## TASK OBJECTIVE
Transcribe every entry exactly, with nothing added or left out.

Top of DATA FOR THE TASK

//! Backup and restore of a tree's link structure.
//!
//! Backup walks a tree, records every symlink, junction and file link as a
//! manifest line, and (unless dry-running) removes the link so the tree can
//! be copied by tools that would otherwise follow or choke on the links.
//! Restore replays the manifest onto a link-less mirror of the tree.

use std::io::{self, Read, Write};
use std::path::{Path, PathBuf};

use log::{debug, info, warn};

use crate::link::{self, BlindLinkKind};
use crate::manifest::{self, Record, RecordKind};
use crate::path::{self as wpath, strip_nt_prefix, Simplify};
use crate::probe::{probe_under, probe_wide, Probe, ProbeFlags};
use crate::stat::LinkKind;
use crate::walk::{Walk, WalkOptions};
use crate::wide;

/// Knobs for [`backup_links`].
#[derive(Clone, Copy, Debug, Default)]
pub struct BackupOptions {
    /// Record links without removing them.
    pub dry_run: bool,
    /// Descend into directories.
    pub recursive: bool,
    /// Store junction targets relative to the tree root. Junctions whose
    /// target sits on another drive cannot be relativized; they are left in
    /// place with a warning.
    pub relative_junctions: bool,
}

/// Discovers links under `name` (absolute, or relative to `base_dir`) and
/// appends one manifest record per link to `out`.
///
/// A `name` that does not exist is a success and writes nothing, so sweeps
/// over moving trees stay idempotent. Per-link failures are logged and
/// skipped; only manifest write failures abort.
pub fn backup_links<W: Write>(
    base_dir: &Path,
    name: &Path,
    out: &mut W,
    opts: &BackupOptions,
) -> io::Result<()> {
    let base_w = wpath::absolutize(
        &wide::to_wide(base_dir.as_os_str()),
        None,
        Simplify::CollapseAndNormalize,
    )?;
    let name_w = wide::to_wide(name.as_os_str());
    let mut writer = manifest::Writer::new(out);
    backup_one(&base_w, &name_w, &mut writer, opts)
}

fn backup_one<W: Write>(
    base_w: &[u16],
    name_w: &[u16],
    out: &mut manifest::Writer<&mut W>,
    opts: &BackupOptions,
) -> io::Result<()> {
    let abs = wpath::absolutize(name_w, Some(base_w), Simplify::CollapseAndNormalize)?;
    let abs_path = PathBuf::from(wide::from_wide(&abs));
    let st = match link::stat_link(&abs_path) {
        Ok(st) => st,
        Err(e) => {
            debug!("skipping {}: {e}", abs_path.display());
            return Ok(());
        }
    };
    if st.kind.is_link() {
        let rel = match wpath::relativize(&abs, base_w) {
            Ok(rel) => rel,
            Err(e) => {
                warn!("cannot relativize {}: {e}", abs_path.display());
                return Ok(());
            }
        };
        let raw = match link::read_link(&abs_path) {
            Ok(target) => wide::to_wide(target.as_os_str()),
            Err(e) => {
                warn!("cannot read link {}: {e}", abs_path.display());
                return Ok(());
            }
        };
        let mut target = strip_nt_prefix(&raw).to_vec();
        if let Some(nul) = target.iter().position(|&u| u == 0) {
            warn!("link length mismatch in {}", abs_path.display());
            target.truncate(nul);
        }
        if st.kind == LinkKind::Junction && opts.relative_junctions {
            target = match wpath::relativize(&target, base_w) {
                Ok(rel_target) => rel_target,
                Err(e) => {
                    // leave the junction alone rather than record a target
                    // the restore could not reconstruct
                    warn!(
                        "junction target of {} cannot be made relative: {e}",
                        abs_path.display()
                    );
                    return Ok(());
                }
            };
        }
        if !opts.dry_run {
            if let Err(e) = link::remove_link(&abs_path) {
                warn!("cannot remove {}: {e}", abs_path.display());
                return Ok(());
            }
        }
        let kind = match st.kind {
            LinkKind::DirectorySymlink => RecordKind::DirectorySymlink,
            LinkKind::Junction => RecordKind::Junction,
            _ => RecordKind::FileLink,
        };
        out.write_record(&Record { kind, link: rel, target })?;
    } else if st.kind == LinkKind::Directory && opts.recursive {
        // one level at a time; the recursion is explicit so links found
        // below are handled (and removed) before anything descends further
        let walk = Walk::new(
            abs_path.clone(),
            WalkOptions { depth_first: false, follow_symlinks: false },
        );
        for level in walk {
            let level = level?;
            for entry in &level.entries {
                let child = wide::to_wide(level.dir.join(&entry.name).as_os_str());
                backup_one(base_w, &child, out, opts)?;
            }
        }
    }
    Ok(())
}

/// Reads manifest records from `input` and reinstates each link under a
/// link-less mirror rooted at `base_dir`.
///
/// A link path that already exists, or whose ancestors contain a reparse
/// point, is skipped: the restore target must be a clean tree. Individual
/// failures are logged and the stream continues; a structurally broken
/// manifest stops it.
pub fn restore_links<R: Read>(base_dir: &Path, input: &mut R, dry_run: bool) -> io::Result<()> {
    let base_w = wpath::absolutize(
        &wide::to_wide(base_dir.as_os_str()),
        None,
        Simplify::CollapseAndNormalize,
    )?;
    let mut reader = manifest::Reader::new(input);
    loop {
        let record = match reader.read_record() {
            Ok(Some(record)) => record,
            Ok(None) => return Ok(()),
            Err(e) => return Err(e.into()),
        };
        let link_abs =
            wpath::absolutize(&record.link, Some(&base_w), Simplify::CollapseAndNormalize)?;
        let link_path = PathBuf::from(wide::from_wide(&link_abs));
        // only the stretch below the tree root has to be link-free; an
        // absolute manifest path is probed whole
        let probed = if wpath::is_absolute(&record.link) {
            let flags = ProbeFlags { dont_follow_intermediate: true, follow_last: false };
            probe_wide(&record.link, flags)
        } else {
            probe_under(&base_w, &record.link)
        };
        match probed {
            Ok(Probe::Missing) => {
                let target_path = PathBuf::from(wide::from_wide(&record.target));
                let kind = match record.kind {
                    RecordKind::DirectorySymlink => BlindLinkKind::DirectorySymlink,
                    RecordKind::FileLink => BlindLinkKind::FileSymlink,
                    RecordKind::Junction => BlindLinkKind::Junction,
                };
                if dry_run {
                    info!("would link {} -> {}", link_path.display(), target_path.display());
                } else if let Err(e) = link::blind_link(&target_path, &link_path, kind, base_dir) {
                    warn!("cannot restore {}: {e}", link_path.display());
                }
            }
            Ok(_) => {
                debug!("skipping {}: present or behind a link", link_path.display());
            }
            Err(e) => {
                warn!("cannot probe {}: {e}", link_path.display());
            }
        }
    }
}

Bottom of DATA FOR THE TASK

## ANSWER TO THE EXERCISE
//! Backup and restore of a tree's link structure.
//!
//! Backup walks a tree, records every symlink, junction and file link as a
//! manifest line, and (unless dry-running) removes the link so the tree can
//! be copied by tools that would otherwise follow or choke on the links.
//! Restore replays the manifest onto a link-less mirror of the tree.

use std::io::{self, Read, Write};
use std::path::{Path, PathBuf};

use log::{debug, info, warn};

use crate::link::{self, BlindLinkKind};
use crate::manifest::{self, Record, RecordKind};
use crate::path::{self as wpath, strip_nt_prefix, Simplify};
use crate::probe::{probe_under, probe_wide, Probe, ProbeFlags};
use crate::stat::LinkKind;
use crate::walk::{Walk, WalkOptions};
use crate::wide;

/// Knobs for [`backup_links`].
#[derive(Clone, Copy, Debug, Default)]
pub struct BackupOptions {
    /// Record links without removing them.
    pub dry_run: bool,
    /// Descend into directories.
    pub recursive: bool,
    /// Store junction targets relative to the tree root. Junctions whose
    /// target sits on another drive cannot be relativized; they are left in
    /// place with a warning.
    pub relative_junctions: bool,
}

/// Discovers links under `name` (absolute, or relative to `base_dir`) and
/// appends one manifest record per link to `out`.
///
/// A `name` that does not exist is a success and writes nothing, so sweeps
/// over moving trees stay idempotent. Per-link failures are logged and
/// skipped; only manifest write failures abort.
pub fn backup_links<W: Write>(
    base_dir: &Path,
    name: &Path,
    out: &mut W,
    opts: &BackupOptions,
) -> io::Result<()> {
    let base_w = wpath::absolutize(
        &wide::to_wide(base_dir.as_os_str()),
        None,
        Simplify::CollapseAndNormalize,
    )?;
    let name_w = wide::to_wide(name.as_os_str());
    let mut writer = manifest::Writer::new(out);
    backup_one(&base_w, &name_w, &mut writer, opts)
}

fn backup_one<W: Write>(
    base_w: &[u16],
    name_w: &[u16],
    out: &mut manifest::Writer<&mut W>,
    opts: &BackupOptions,
) -> io::Result<()> {
    let abs = wpath::absolutize(name_w, Some(base_w), Simplify::CollapseAndNormalize)?;
    let abs_path = PathBuf::from(wide::from_wide(&abs));
    let st = match link::stat_link(&abs_path) {
        Ok(st) => st,
        Err(e) => {
            debug!("skipping {}: {e}", abs_path.display());
            return Ok(());
        }
    };
    if st.kind.is_link() {
        let rel = match wpath::relativize(&abs, base_w) {
            Ok(rel) => rel,
            Err(e) => {
                warn!("cannot relativize {}: {e}", abs_path.display());
                return Ok(());
            }
        };
        let raw = match link::read_link(&abs_path) {
            Ok(target) => wide::to_wide(target.as_os_str()),
            Err(e) => {
                warn!("cannot read link {}: {e}", abs_path.display());
                return Ok(());
            }
        };
        let mut target = strip_nt_prefix(&raw).to_vec();
        if let Some(nul) = target.iter().position(|&u| u == 0) {
            warn!("link length mismatch in {}", abs_path.display());
            target.truncate(nul);
        }
        if st.kind == LinkKind::Junction && opts.relative_junctions {
            target = match wpath::relativize(&target, base_w) {
                Ok(rel_target) => rel_target,
                Err(e) => {
                    // leave the junction alone rather than record a target
                    // the restore could not reconstruct
                    warn!(
                        "junction target of {} cannot be made relative: {e}",
                        abs_path.display()
                    );
                    return Ok(());
                }
            };
        }
        if !opts.dry_run {
            if let Err(e) = link::remove_link(&abs_path) {
                warn!("cannot remove {}: {e}", abs_path.display());
                return Ok(());
            }
        }
        let kind = match st.kind {
            LinkKind::DirectorySymlink => RecordKind::DirectorySymlink,
            LinkKind::Junction => RecordKind::Junction,
            _ => RecordKind::FileLink,
        };
        out.write_record(&Record { kind, link: rel, target })?;
    } else if st.kind == LinkKind::Directory && opts.recursive {
        // one level at a time; the recursion is explicit so links found
        // below are handled (and removed) before anything descends further
        let walk = Walk::new(
            abs_path.clone(),
            WalkOptions { depth_first: false, follow_symlinks: false },
        );
        for level in walk {
            let level = level?;
            for entry in &level.entries {
                let child = wide::to_wide(level.dir.join(&entry.name).as_os_str());
                backup_one(base_w, &child, out, opts)?;
            }
        }
    }
    Ok(())
}

/// Reads manifest records from `input` and reinstates each link under a
/// link-less mirror rooted at `base_dir`.
///
/// A link path that already exists, or whose ancestors contain a reparse
/// point, is skipped: the restore target must be a clean tree. Individual
/// failures are logged and the stream continues; a structurally broken
/// manifest stops it.
pub fn restore_links<R: Read>(base_dir: &Path, input: &mut R, dry_run: bool) -> io::Result<()> {
    let base_w = wpath::absolutize(
        &wide::to_wide(base_dir.as_os_str()),
        None,
        Simplify::CollapseAndNormalize,
    )?;
    let mut reader = manifest::Reader::new(input);
    loop {
        let record = match reader.read_record() {
            Ok(Some(record)) => record,
            Ok(None) => return Ok(()),
            Err(e) => return Err(e.into()),
        };
        let link_abs =
            wpath::absolutize(&record.link, Some(&base_w), Simplify::CollapseAndNormalize)?;
        let link_path = PathBuf::from(wide::from_wide(&link_abs));
        // only the stretch below the tree root has to be link-free; an
        // absolute manifest path is probed whole
        let probed = if wpath::is_absolute(&record.link) {
            let flags = ProbeFlags { dont_follow_intermediate: true, follow_last: false };
            probe_wide(&record.link, flags)
        } else {
            probe_under(&base_w, &record.link)
        };
        match probed {
            Ok(Probe::Missing) => {
                let target_path = PathBuf::from(wide::from_wide(&record.target));
                let kind = match record.kind {
                    RecordKind::DirectorySymlink => BlindLinkKind::DirectorySymlink,
                    RecordKind::FileLink => BlindLinkKind::FileSymlink,
                    RecordKind::Junction => BlindLinkKind::Junction,
                };
                if dry_run {
                    info!("would link {} -> {}", link_path.display(), target_path.display());
                } else if let Err(e) = link::blind_link(&target_path, &link_path, kind, base_dir) {
                    warn!("cannot restore {}: {e}", link_path.display());
                }
            }
            Ok(_) => {
                debug!("skipping {}: present or behind a link", link_path.display());
            }
            Err(e) => {
                warn!("cannot probe {}: {e}", link_path.display());
            }
        }
    }
}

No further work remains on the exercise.